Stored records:
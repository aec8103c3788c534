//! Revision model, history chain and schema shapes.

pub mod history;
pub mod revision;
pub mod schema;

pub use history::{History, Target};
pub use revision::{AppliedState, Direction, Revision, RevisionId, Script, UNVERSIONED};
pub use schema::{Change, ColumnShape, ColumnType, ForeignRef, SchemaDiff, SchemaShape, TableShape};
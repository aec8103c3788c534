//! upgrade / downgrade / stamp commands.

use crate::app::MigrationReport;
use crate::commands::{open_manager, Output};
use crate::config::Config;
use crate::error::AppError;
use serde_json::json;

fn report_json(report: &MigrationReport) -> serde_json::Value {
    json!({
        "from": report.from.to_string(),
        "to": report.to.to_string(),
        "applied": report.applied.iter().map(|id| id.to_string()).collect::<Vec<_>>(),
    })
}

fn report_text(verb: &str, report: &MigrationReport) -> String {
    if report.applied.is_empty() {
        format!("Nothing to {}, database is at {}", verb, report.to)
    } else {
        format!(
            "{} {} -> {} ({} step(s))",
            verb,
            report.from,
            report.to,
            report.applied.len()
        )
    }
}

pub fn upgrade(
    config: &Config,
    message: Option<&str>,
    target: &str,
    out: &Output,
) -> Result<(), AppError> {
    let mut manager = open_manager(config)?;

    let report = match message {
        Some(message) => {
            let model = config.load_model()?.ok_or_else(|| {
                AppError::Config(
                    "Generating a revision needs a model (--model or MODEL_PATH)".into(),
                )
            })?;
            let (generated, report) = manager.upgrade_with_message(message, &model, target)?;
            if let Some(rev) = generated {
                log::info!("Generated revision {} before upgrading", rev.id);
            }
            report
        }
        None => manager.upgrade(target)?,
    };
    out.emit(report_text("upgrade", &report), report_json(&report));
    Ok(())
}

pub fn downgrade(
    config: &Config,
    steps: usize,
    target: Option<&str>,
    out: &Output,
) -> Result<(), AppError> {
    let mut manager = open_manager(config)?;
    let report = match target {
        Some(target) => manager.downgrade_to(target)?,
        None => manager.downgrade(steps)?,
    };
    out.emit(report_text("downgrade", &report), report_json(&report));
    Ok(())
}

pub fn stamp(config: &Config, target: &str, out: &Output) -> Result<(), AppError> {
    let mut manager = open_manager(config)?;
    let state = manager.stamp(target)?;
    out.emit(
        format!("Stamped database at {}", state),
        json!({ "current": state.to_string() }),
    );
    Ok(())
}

---

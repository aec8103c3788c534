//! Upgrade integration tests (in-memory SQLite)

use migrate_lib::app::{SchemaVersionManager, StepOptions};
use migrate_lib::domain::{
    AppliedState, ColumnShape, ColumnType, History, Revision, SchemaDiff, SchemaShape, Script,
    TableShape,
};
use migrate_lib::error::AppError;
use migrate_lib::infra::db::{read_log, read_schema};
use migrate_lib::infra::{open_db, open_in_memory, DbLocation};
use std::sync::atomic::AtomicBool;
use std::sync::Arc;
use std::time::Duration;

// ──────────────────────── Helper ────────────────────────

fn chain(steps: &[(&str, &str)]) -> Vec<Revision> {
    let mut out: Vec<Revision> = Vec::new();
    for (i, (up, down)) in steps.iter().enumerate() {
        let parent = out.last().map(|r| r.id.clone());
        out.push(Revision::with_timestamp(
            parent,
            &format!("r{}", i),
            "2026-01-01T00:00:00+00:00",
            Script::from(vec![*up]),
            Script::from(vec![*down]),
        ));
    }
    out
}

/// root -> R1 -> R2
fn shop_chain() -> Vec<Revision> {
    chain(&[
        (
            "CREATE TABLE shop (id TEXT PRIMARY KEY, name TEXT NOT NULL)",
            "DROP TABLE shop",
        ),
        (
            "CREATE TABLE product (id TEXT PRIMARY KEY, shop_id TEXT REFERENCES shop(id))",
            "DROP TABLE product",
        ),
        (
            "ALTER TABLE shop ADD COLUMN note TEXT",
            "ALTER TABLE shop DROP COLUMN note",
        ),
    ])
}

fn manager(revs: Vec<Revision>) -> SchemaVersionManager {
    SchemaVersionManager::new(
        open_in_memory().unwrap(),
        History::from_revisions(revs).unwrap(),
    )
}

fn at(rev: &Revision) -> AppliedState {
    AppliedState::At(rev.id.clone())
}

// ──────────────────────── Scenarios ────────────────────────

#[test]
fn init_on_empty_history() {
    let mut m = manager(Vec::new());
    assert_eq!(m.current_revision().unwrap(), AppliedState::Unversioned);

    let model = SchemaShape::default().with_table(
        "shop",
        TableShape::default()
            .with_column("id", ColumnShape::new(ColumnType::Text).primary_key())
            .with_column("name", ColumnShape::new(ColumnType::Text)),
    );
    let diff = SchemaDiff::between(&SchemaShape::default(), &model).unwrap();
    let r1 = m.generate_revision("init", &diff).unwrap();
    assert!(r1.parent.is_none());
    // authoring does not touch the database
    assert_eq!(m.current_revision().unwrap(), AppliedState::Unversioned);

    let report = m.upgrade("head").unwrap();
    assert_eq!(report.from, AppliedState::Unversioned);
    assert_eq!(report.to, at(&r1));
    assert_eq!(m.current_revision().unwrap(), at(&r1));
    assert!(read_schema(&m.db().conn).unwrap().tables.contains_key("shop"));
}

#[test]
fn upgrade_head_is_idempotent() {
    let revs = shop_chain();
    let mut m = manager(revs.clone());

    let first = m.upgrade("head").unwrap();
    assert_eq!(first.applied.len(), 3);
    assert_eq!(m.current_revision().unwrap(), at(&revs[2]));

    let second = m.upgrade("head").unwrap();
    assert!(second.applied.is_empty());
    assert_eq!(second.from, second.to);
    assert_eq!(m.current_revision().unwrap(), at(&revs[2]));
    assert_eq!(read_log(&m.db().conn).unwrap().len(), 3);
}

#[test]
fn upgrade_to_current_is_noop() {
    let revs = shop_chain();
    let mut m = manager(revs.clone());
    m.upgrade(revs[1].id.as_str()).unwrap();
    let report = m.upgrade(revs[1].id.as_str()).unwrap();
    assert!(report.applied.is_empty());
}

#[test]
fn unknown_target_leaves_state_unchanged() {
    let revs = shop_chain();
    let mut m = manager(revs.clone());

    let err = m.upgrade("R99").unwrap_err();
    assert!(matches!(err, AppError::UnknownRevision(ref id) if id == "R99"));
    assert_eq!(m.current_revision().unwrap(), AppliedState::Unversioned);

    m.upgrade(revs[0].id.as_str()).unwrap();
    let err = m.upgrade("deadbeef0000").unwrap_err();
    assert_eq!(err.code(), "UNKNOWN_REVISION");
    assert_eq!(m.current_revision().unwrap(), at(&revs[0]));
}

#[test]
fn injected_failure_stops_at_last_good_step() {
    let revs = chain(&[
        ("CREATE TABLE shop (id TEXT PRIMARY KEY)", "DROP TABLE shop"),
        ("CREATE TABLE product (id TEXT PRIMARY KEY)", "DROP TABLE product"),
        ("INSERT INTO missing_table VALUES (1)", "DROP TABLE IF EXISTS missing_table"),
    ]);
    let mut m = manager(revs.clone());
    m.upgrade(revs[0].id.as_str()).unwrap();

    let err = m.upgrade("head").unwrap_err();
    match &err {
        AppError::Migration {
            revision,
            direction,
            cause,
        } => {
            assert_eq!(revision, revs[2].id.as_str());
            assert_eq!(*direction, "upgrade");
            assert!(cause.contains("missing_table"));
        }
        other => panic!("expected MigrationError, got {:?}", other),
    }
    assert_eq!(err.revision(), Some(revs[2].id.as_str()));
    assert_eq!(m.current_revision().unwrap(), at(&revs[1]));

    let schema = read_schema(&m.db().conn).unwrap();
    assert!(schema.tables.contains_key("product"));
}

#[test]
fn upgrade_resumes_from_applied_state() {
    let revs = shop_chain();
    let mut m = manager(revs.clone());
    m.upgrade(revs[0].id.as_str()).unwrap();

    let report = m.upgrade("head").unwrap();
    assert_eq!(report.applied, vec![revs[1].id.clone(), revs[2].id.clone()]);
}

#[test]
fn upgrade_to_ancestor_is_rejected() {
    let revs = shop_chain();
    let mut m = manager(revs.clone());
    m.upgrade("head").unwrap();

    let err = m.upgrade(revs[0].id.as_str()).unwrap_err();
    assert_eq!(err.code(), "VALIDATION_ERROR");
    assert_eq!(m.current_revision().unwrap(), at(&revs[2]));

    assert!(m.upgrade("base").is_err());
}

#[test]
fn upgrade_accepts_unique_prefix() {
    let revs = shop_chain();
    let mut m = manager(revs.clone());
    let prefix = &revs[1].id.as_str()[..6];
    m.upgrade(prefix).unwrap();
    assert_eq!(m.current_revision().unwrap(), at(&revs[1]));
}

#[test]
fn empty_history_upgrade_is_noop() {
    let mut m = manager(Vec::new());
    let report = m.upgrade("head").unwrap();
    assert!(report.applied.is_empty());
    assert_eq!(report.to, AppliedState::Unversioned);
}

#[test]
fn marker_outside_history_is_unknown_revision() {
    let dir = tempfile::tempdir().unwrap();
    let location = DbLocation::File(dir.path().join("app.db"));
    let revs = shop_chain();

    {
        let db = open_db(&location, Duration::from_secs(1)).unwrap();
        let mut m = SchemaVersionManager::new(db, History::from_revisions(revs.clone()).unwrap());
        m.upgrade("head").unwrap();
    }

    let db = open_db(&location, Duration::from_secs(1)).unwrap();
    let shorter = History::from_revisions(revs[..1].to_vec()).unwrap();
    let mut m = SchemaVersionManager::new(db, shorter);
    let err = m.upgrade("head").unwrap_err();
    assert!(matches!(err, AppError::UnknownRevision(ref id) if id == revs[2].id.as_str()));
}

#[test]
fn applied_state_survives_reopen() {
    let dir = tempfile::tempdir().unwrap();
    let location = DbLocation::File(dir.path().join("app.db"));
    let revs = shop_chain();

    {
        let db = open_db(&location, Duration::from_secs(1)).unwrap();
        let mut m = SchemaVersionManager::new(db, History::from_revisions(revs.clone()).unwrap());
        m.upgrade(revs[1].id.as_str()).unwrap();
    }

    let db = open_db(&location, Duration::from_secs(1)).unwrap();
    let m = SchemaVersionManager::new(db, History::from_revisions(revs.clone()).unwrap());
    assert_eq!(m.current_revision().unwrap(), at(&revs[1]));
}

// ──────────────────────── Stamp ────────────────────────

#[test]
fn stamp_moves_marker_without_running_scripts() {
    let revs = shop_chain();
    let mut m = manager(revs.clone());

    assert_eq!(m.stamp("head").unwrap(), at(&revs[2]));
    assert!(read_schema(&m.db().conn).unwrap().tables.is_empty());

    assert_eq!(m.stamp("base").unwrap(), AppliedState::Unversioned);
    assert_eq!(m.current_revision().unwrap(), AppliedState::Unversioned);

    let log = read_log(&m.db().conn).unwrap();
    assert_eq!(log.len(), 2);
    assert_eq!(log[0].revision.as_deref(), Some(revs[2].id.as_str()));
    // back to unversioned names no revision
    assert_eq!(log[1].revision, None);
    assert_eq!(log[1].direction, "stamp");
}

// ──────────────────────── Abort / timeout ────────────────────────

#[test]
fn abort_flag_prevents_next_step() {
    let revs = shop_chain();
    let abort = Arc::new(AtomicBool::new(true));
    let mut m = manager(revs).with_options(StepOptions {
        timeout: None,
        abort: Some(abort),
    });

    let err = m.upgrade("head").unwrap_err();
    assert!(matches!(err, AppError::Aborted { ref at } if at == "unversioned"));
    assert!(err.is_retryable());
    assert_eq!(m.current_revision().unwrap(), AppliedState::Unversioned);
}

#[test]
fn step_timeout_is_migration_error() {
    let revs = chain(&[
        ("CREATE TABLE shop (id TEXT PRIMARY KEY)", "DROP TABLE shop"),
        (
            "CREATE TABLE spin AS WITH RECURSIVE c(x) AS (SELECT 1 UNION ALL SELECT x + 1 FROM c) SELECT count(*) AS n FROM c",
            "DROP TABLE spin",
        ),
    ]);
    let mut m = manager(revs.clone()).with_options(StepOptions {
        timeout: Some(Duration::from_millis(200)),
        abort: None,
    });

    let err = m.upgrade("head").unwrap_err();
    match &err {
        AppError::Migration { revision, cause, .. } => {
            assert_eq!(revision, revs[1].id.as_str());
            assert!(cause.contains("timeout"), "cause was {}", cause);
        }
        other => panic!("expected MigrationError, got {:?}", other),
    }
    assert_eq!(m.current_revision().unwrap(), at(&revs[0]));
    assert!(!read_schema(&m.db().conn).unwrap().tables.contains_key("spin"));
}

* * *

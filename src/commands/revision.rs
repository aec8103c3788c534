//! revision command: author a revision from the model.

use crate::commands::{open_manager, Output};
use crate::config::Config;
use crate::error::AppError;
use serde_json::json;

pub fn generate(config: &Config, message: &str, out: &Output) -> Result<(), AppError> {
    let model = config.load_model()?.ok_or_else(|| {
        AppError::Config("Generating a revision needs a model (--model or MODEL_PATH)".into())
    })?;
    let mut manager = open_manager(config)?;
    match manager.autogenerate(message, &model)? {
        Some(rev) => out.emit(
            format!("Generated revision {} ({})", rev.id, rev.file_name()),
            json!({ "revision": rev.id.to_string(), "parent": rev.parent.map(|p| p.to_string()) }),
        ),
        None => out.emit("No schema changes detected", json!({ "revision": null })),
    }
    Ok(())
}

● **Problem details**:
List each line of the records that holds the string "code".

● **Output of the exercise**:
    assert_eq!(err.code(), "UNKNOWN_REVISION");
    assert_eq!(err.code(), "VALIDATION_ERROR");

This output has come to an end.